# What this task involves:
From the records below, copy every line that contains the word "DecodeContext".

Collected data entries

======

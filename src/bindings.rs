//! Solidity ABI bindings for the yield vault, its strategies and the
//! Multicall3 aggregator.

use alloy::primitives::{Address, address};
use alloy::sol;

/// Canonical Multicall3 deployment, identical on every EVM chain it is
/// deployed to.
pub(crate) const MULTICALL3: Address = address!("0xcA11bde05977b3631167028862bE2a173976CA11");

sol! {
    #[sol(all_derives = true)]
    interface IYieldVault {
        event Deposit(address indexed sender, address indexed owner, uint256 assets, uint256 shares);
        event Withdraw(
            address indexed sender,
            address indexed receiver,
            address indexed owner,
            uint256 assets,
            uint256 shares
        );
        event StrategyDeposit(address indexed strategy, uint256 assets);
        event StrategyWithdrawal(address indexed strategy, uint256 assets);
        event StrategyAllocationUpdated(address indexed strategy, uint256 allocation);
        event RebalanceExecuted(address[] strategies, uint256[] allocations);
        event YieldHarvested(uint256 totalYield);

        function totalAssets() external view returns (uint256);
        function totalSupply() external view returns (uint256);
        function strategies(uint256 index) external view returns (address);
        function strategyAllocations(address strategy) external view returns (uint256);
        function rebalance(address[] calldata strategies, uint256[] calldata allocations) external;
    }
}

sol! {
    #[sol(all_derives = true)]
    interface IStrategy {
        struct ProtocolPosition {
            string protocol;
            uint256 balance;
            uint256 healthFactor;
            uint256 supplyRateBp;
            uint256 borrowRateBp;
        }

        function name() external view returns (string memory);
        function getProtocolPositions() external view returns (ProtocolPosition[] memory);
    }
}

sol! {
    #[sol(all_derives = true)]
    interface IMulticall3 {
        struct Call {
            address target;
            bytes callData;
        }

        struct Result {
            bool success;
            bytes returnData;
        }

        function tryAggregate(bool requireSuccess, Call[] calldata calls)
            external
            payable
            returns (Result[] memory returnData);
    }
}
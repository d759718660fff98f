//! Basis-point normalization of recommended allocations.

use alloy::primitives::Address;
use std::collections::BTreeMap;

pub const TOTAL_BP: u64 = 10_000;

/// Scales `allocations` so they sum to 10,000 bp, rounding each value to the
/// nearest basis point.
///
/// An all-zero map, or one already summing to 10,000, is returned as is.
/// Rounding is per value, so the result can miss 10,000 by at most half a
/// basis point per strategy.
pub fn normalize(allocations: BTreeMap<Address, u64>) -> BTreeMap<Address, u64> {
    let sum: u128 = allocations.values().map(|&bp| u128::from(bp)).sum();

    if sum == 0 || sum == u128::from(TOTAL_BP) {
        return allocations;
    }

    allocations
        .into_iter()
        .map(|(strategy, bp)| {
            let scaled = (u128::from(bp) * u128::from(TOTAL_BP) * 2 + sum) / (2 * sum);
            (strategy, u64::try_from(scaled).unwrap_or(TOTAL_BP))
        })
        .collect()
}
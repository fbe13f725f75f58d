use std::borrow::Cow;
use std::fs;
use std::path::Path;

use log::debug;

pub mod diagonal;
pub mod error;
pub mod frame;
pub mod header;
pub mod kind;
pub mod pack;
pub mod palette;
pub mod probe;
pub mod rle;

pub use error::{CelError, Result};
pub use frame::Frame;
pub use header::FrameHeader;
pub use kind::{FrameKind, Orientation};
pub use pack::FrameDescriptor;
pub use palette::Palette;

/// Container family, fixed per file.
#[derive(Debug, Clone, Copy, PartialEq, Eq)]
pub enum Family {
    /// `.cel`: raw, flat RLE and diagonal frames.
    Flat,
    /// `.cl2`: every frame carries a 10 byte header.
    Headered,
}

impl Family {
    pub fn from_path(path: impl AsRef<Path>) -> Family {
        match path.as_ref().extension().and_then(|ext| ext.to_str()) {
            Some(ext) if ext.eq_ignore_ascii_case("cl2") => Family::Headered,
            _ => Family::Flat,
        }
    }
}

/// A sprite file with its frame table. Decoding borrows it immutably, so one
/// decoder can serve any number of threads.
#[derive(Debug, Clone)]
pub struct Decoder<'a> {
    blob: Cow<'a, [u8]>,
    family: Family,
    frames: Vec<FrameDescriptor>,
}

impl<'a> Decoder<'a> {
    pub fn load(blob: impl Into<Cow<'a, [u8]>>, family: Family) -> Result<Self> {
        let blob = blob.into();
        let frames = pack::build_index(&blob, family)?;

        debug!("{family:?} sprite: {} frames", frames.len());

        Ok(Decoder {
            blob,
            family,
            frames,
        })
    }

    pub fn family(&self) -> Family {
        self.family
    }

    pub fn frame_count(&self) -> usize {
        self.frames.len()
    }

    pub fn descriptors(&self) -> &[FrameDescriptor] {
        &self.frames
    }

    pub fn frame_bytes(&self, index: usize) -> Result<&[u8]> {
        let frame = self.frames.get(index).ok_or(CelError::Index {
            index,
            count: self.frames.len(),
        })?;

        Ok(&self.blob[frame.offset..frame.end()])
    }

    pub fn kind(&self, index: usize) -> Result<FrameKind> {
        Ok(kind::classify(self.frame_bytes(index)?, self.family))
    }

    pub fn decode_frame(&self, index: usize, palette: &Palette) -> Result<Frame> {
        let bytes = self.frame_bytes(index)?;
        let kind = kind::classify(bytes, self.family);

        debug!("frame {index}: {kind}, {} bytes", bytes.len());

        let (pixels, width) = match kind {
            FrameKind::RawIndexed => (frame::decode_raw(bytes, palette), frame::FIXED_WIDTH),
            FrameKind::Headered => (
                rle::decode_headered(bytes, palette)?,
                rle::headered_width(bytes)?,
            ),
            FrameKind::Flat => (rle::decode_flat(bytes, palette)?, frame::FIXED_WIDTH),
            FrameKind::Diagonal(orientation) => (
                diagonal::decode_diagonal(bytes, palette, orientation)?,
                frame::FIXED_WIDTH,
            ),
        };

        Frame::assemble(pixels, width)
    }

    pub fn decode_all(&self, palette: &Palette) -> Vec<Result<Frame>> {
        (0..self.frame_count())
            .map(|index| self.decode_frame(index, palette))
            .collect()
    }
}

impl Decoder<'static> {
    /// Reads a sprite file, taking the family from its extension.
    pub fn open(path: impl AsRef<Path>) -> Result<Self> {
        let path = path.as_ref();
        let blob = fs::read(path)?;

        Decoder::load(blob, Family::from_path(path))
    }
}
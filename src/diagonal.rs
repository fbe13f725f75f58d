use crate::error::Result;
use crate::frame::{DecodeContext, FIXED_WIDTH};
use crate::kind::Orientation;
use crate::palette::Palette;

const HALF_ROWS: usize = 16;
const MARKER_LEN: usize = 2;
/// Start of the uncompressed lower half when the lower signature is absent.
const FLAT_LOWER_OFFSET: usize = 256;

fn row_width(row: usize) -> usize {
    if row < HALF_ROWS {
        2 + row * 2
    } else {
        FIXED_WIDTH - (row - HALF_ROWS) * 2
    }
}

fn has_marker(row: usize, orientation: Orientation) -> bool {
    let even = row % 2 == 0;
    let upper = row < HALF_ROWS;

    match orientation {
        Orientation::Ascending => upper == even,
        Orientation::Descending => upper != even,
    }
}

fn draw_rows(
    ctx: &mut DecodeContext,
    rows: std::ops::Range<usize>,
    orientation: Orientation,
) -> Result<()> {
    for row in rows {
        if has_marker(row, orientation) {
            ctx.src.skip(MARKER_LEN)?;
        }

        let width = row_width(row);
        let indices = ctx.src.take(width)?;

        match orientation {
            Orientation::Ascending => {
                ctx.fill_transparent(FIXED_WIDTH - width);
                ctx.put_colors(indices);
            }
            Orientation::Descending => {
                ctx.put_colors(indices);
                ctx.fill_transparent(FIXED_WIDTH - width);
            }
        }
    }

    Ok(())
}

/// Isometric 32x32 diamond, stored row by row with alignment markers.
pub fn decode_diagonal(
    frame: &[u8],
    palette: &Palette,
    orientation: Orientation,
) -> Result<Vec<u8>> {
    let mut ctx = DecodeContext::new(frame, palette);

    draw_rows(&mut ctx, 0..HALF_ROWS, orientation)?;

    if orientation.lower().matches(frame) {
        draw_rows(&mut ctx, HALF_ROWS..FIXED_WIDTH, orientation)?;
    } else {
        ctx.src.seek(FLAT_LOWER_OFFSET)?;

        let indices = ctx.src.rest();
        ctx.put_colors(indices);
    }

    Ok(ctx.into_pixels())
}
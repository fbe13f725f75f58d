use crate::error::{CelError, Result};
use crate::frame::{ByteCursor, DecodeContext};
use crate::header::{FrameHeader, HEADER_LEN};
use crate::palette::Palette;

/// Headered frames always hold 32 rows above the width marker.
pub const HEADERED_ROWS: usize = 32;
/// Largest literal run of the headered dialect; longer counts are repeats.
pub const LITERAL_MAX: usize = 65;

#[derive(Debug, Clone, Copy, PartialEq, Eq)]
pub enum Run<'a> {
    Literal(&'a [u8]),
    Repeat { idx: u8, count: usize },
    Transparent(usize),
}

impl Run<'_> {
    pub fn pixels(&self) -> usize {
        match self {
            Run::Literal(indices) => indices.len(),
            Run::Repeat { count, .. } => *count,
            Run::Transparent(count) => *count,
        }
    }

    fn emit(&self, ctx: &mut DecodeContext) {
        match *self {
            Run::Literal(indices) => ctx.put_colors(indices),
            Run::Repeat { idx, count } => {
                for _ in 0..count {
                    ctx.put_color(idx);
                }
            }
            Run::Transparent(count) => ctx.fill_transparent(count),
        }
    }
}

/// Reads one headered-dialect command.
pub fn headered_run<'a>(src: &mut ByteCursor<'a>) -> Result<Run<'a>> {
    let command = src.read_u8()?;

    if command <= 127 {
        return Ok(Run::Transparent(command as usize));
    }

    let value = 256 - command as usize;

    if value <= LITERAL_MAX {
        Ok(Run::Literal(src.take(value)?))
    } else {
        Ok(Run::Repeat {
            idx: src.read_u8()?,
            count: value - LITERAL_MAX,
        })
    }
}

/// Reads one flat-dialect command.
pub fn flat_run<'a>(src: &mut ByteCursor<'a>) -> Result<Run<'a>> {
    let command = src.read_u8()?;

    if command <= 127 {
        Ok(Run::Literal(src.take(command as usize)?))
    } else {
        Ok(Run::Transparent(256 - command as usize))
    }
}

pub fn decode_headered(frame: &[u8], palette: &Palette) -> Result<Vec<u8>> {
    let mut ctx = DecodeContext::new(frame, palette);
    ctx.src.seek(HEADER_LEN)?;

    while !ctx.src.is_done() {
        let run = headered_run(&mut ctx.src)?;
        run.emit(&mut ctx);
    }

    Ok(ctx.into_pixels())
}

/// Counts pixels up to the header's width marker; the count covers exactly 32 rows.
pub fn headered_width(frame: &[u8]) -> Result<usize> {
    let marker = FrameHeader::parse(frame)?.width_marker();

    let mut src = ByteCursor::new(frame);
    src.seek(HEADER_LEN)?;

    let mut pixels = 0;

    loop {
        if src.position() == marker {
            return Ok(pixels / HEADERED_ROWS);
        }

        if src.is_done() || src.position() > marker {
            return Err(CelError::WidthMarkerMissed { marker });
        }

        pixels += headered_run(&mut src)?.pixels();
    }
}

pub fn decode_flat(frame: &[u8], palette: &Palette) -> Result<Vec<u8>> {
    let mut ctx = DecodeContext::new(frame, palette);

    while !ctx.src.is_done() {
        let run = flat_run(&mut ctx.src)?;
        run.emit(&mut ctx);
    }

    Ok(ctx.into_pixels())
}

======

# Task response:
use crate::frame::{DecodeContext, FIXED_WIDTH};
    ctx: &mut DecodeContext,
    let mut ctx = DecodeContext::new(frame, palette);
use crate::frame::{ByteCursor, DecodeContext};
    fn emit(&self, ctx: &mut DecodeContext) {
    let mut ctx = DecodeContext::new(frame, palette);
    let mut ctx = DecodeContext::new(frame, palette);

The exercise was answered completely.